**EXERCISE BRIEF**
Line by line, count where the string "RegistryService" appears in the listing, then give the number of such lines alone.

** RECORDS PROVIDED follows **

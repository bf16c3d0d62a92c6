//! Configuration loading — TOML file with environment variable overrides.
//!
//! Looks for `homedeck.toml` in the working directory. Every field has a
//! sensible default so the file is optional. Environment variables take
//! precedence over file values.

use serde::Deserialize;

use homedeck_adapter_http_axum::dashboard::{DashboardSettings, WeatherSnapshot};
use homedeck_domain::registry::LogPolicy;

/// Top-level configuration.
#[derive(Debug, Default, Deserialize)]
#[serde(default)]
pub struct Config {
    /// HTTP server settings.
    pub server: ServerConfig,
    /// Logging settings.
    pub logging: LoggingConfig,
    /// Who is using the dashboard.
    pub household: HouseholdConfig,
    /// Action log settings.
    pub history: HistoryConfig,
    /// Page rendering settings.
    pub dashboard: DashboardConfig,
    /// Static weather card contents.
    pub weather: WeatherSnapshot,
}

/// HTTP listener configuration.
#[derive(Debug, Deserialize)]
#[serde(default)]
pub struct ServerConfig {
    /// Address to bind to (e.g. `127.0.0.1`).
    pub host: String,
    /// TCP port.
    pub port: u16,
}

/// Logging configuration.
#[derive(Debug, Deserialize)]
#[serde(default)]
pub struct LoggingConfig {
    /// Filter directive (`RUST_LOG` syntax).
    pub filter: String,
}

/// The single user of this dashboard.
#[derive(Debug, Deserialize)]
#[serde(default)]
pub struct HouseholdConfig {
    /// Identity recorded in every action log entry.
    pub user: String,
}

/// Action log configuration.
#[derive(Debug, Deserialize)]
#[serde(default)]
pub struct HistoryConfig {
    /// Start with a few demo entries from earlier today.
    pub seed: bool,
    /// Record toggles.
    pub log_toggles: bool,
    /// Record slider value changes.
    pub log_value_changes: bool,
}

/// Dashboard page configuration.
#[derive(Debug, Deserialize)]
#[serde(default)]
pub struct DashboardConfig {
    /// Name shown under the greeting.
    pub resident_name: String,
    /// Auto-reload interval in seconds.
    pub refresh_seconds: u32,
}

impl Config {
    /// Load configuration from `homedeck.toml` (if present) then apply
    /// environment-variable overrides.
    ///
    /// # Errors
    ///
    /// Returns an error if the TOML file exists but is malformed, or the
    /// resulting configuration is invalid.
    pub fn load() -> Result<Self, ConfigError> {
        let mut config = Self::from_file("homedeck.toml")?;
        config.apply_env_overrides();
        config.validate()?;
        Ok(config)
    }

    fn from_file(path: &str) -> Result<Self, ConfigError> {
        match std::fs::read_to_string(path) {
            Ok(content) => toml::from_str(&content).map_err(ConfigError::Parse),
            Err(err) if err.kind() == std::io::ErrorKind::NotFound => Ok(Self::default()),
            Err(err) => Err(ConfigError::Io(err)),
        }
    }

    fn apply_env_overrides(&mut self) {
        self.apply_overrides(|key| std::env::var(key).ok());
    }

    /// Apply overrides from `lookup`, which maps a variable name to its value.
    fn apply_overrides(&mut self, lookup: impl Fn(&str) -> Option<String>) {
        if let Some(val) = lookup("HOMEDECK_HOST") {
            self.server.host = val;
        }
        if let Some(port) = lookup("HOMEDECK_PORT").and_then(|val| val.parse().ok()) {
            self.server.port = port;
        }
        if let Some(val) = lookup("HOMEDECK_BIND") {
            if let Some((host, port)) = val.rsplit_once(':') {
                self.server.host = host.to_string();
                if let Ok(port) = port.parse() {
                    self.server.port = port;
                }
            }
        }
        if let Some(val) = lookup("HOMEDECK_USER") {
            self.household.user = val;
        }
        if let Some(val) = lookup("HOMEDECK_LOG") {
            self.logging.filter = val;
        }
        if let Some(val) = lookup("RUST_LOG") {
            self.logging.filter = val;
        }
    }

    fn validate(&self) -> Result<(), ConfigError> {
        if self.server.port == 0 {
            return Err(ConfigError::Validation("port must be non-zero".to_string()));
        }
        if self.household.user.is_empty() {
            return Err(ConfigError::Validation(
                "household user must not be empty".to_string(),
            ));
        }
        if self.dashboard.refresh_seconds == 0 {
            return Err(ConfigError::Validation(
                "refresh_seconds must be non-zero".to_string(),
            ));
        }
        Ok(())
    }

    /// Return the `host:port` bind address.
    #[must_use]
    pub fn bind_addr(&self) -> String {
        format!("{}:{}", self.server.host, self.server.port)
    }

    /// Which registry operations append to the action log.
    #[must_use]
    pub fn log_policy(&self) -> LogPolicy {
        LogPolicy {
            toggles: self.history.log_toggles,
            value_changes: self.history.log_value_changes,
        }
    }

    /// Settings handed to the dashboard pages.
    #[must_use]
    pub fn dashboard_settings(&self) -> DashboardSettings {
        DashboardSettings {
            resident_name: self.dashboard.resident_name.clone(),
            refresh_seconds: self.dashboard.refresh_seconds,
            weather: self.weather.clone(),
        }
    }
}

impl Default for ServerConfig {
    fn default() -> Self {
        Self {
            host: "127.0.0.1".to_string(),
            port: 3000,
        }
    }
}

impl Default for LoggingConfig {
    fn default() -> Self {
        Self {
            filter: "homedeckd=info,homedeck=info,tower_http=debug".to_string(),
        }
    }
}

impl Default for HouseholdConfig {
    fn default() -> Self {
        Self {
            user: "Amrit".to_string(),
        }
    }
}

impl Default for HistoryConfig {
    fn default() -> Self {
        let policy = LogPolicy::default();
        Self {
            seed: true,
            log_toggles: policy.toggles,
            log_value_changes: policy.value_changes,
        }
    }
}

impl Default for DashboardConfig {
    fn default() -> Self {
        let settings = DashboardSettings::default();
        Self {
            resident_name: settings.resident_name,
            refresh_seconds: settings.refresh_seconds,
        }
    }
}

/// Configuration errors.
#[derive(Debug, thiserror::Error)]
pub enum ConfigError {
    /// TOML parse failure.
    #[error("failed to parse config file")]
    Parse(#[from] toml::de::Error),
    /// File I/O failure.
    #[error("failed to read config file")]
    Io(#[from] std::io::Error),
    /// Semantic validation failure.
    #[error("invalid configuration: {0}")]
    Validation(String),
}
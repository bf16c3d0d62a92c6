//! JSON REST API handler modules.

#[allow(clippy::missing_errors_doc)]
pub mod devices;
pub mod log;

use axum::Router;
use axum::routing::{get, post, put};

use crate::state::AppState;

/// Build the `/api` sub-router.
pub fn routes() -> Router<AppState> {
    Router::new()
        .route("/devices", get(devices::list))
        .route("/devices/{id}", get(devices::get))
        .route("/devices/{id}/toggle", post(devices::toggle))
        .route("/devices/{id}/value", put(devices::set_value))
        .route("/log", get(log::list))
}
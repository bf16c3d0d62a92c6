//! HTTP error response mapping.

use axum::Json;
use axum::http::StatusCode;
use axum::response::{IntoResponse, Response};
use serde::Serialize;

use homedeck_domain::error::HomeDeckError;

/// JSON error body returned by API endpoints.
#[derive(Serialize)]
struct ErrorBody {
    error: String,
}

/// Maps [`HomeDeckError`] to an HTTP response with appropriate status code.
pub struct ApiError(HomeDeckError);

impl From<HomeDeckError> for ApiError {
    fn from(err: HomeDeckError) -> Self {
        Self(err)
    }
}

impl IntoResponse for ApiError {
    fn into_response(self) -> Response {
        let (status, message) = match &self.0 {
            HomeDeckError::Validation(err) => (StatusCode::BAD_REQUEST, err.to_string()),
            HomeDeckError::NotFound(err) => (StatusCode::NOT_FOUND, err.to_string()),
            HomeDeckError::Unsupported(err) => (StatusCode::CONFLICT, err.to_string()),
        };

        (status, Json(ErrorBody { error: message })).into_response()
    }
}
//! JSON REST handler for the action log.

use axum::Json;
use axum::extract::{Query, State};
use serde::Deserialize;

use homedeck_domain::action_log::LogEntry;

use crate::state::AppState;

/// Query parameters for the log endpoint.
#[derive(Debug, Deserialize)]
pub struct LogQuery {
    /// Maximum number of entries, newest first.
    pub limit: Option<usize>,
}

/// `GET /api/log?limit=N`
pub async fn list(
    State(state): State<AppState>,
    Query(query): Query<LogQuery>,
) -> Json<Vec<LogEntry>> {
    Json(state.registry.recent_actions(query.limit))
}
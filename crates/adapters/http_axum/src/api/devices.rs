//! JSON REST handlers for devices.

use axum::Json;
use axum::extract::{Path, State};
use axum::response::{IntoResponse, Response};
use serde::Deserialize;

use homedeck_domain::device::Device;
use homedeck_domain::id::DeviceId;

use crate::error::ApiError;
use crate::state::AppState;

/// Request body for setting a numeric device value.
#[derive(Deserialize)]
pub struct SetValueRequest {
    pub value: f64,
}

/// Possible responses from the list endpoint.
pub enum ListResponse {
    Ok(Json<Vec<Device>>),
}

impl IntoResponse for ListResponse {
    fn into_response(self) -> Response {
        match self {
            Self::Ok(json) => json.into_response(),
        }
    }
}

/// Possible responses from endpoints returning a single device.
pub enum DeviceResponse {
    Ok(Json<Device>),
}

impl IntoResponse for DeviceResponse {
    fn into_response(self) -> Response {
        match self {
            Self::Ok(json) => json.into_response(),
        }
    }
}

/// `GET /api/devices`
pub async fn list(State(state): State<AppState>) -> ListResponse {
    ListResponse::Ok(Json(state.registry.list_devices()))
}

/// `GET /api/devices/:id`
pub async fn get(
    State(state): State<AppState>,
    Path(id): Path<String>,
) -> Result<DeviceResponse, ApiError> {
    let device = state.registry.get_device(&DeviceId::from(id))?;
    Ok(DeviceResponse::Ok(Json(device)))
}

/// `POST /api/devices/:id/toggle`
pub async fn toggle(
    State(state): State<AppState>,
    Path(id): Path<String>,
) -> Result<DeviceResponse, ApiError> {
    let device = state.registry.toggle_device(&DeviceId::from(id))?;
    Ok(DeviceResponse::Ok(Json(device)))
}

/// `PUT /api/devices/:id/value`
pub async fn set_value(
    State(state): State<AppState>,
    Path(id): Path<String>,
    Json(req): Json<SetValueRequest>,
) -> Result<DeviceResponse, ApiError> {
    let device = state
        .registry
        .set_device_value(&DeviceId::from(id), req.value)?;
    Ok(DeviceResponse::Ok(Json(device)))
}
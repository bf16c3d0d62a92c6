//! Device kind — the closed set of device types the dashboard knows about.

use serde::{Deserialize, Serialize};

/// The type of a device, which decides what states it may hold.
#[derive(Debug, Clone, Copy, PartialEq, Eq, Hash, Serialize, Deserialize)]
#[serde(rename_all = "lowercase")]
pub enum DeviceKind {
    Light,
    Lock,
    Thermostat,
    Fan,
}

impl DeviceKind {
    /// Whether the device flips between two labels on `toggle`.
    #[must_use]
    pub fn is_toggleable(self) -> bool {
        matches!(self, Self::Light | Self::Lock)
    }

    /// Whether the device holds a numeric reading.
    #[must_use]
    pub fn is_numeric(self) -> bool {
        matches!(self, Self::Thermostat | Self::Fan)
    }
}

impl std::fmt::Display for DeviceKind {
    fn fmt(&self, f: &mut std::fmt::Formatter<'_>) -> std::fmt::Result {
        match self {
            Self::Light => f.write_str("light"),
            Self::Lock => f.write_str("lock"),
            Self::Thermostat => f.write_str("thermostat"),
            Self::Fan => f.write_str("fan"),
        }
    }
}
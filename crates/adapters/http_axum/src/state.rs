//! Shared application state for axum handlers.

use std::sync::Arc;

use homedeck_app::services::registry_service::RegistryService;

use crate::dashboard::DashboardSettings;

/// Application state shared across all axum handlers.
///
/// Cloning only bumps the `Arc` counters.
#[derive(Clone)]
pub struct AppState {
    /// The one registry service every handler drives.
    pub registry: Arc<RegistryService>,
    /// Presentation-only settings for the dashboard pages.
    pub dashboard: Arc<DashboardSettings>,
}

impl AppState {
    /// Create a new application state from its parts.
    #[must_use]
    pub fn new(registry: RegistryService, dashboard: DashboardSettings) -> Self {
        Self::from_arcs(Arc::new(registry), Arc::new(dashboard))
    }

    /// Create a new application state from pre-wrapped `Arc`s.
    #[must_use]
    pub fn from_arcs(registry: Arc<RegistryService>, dashboard: Arc<DashboardSettings>) -> Self {
        Self {
            registry,
            dashboard,
        }
    }
}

** End of RECORDS PROVIDED **

**YOUR RESPONSE**
4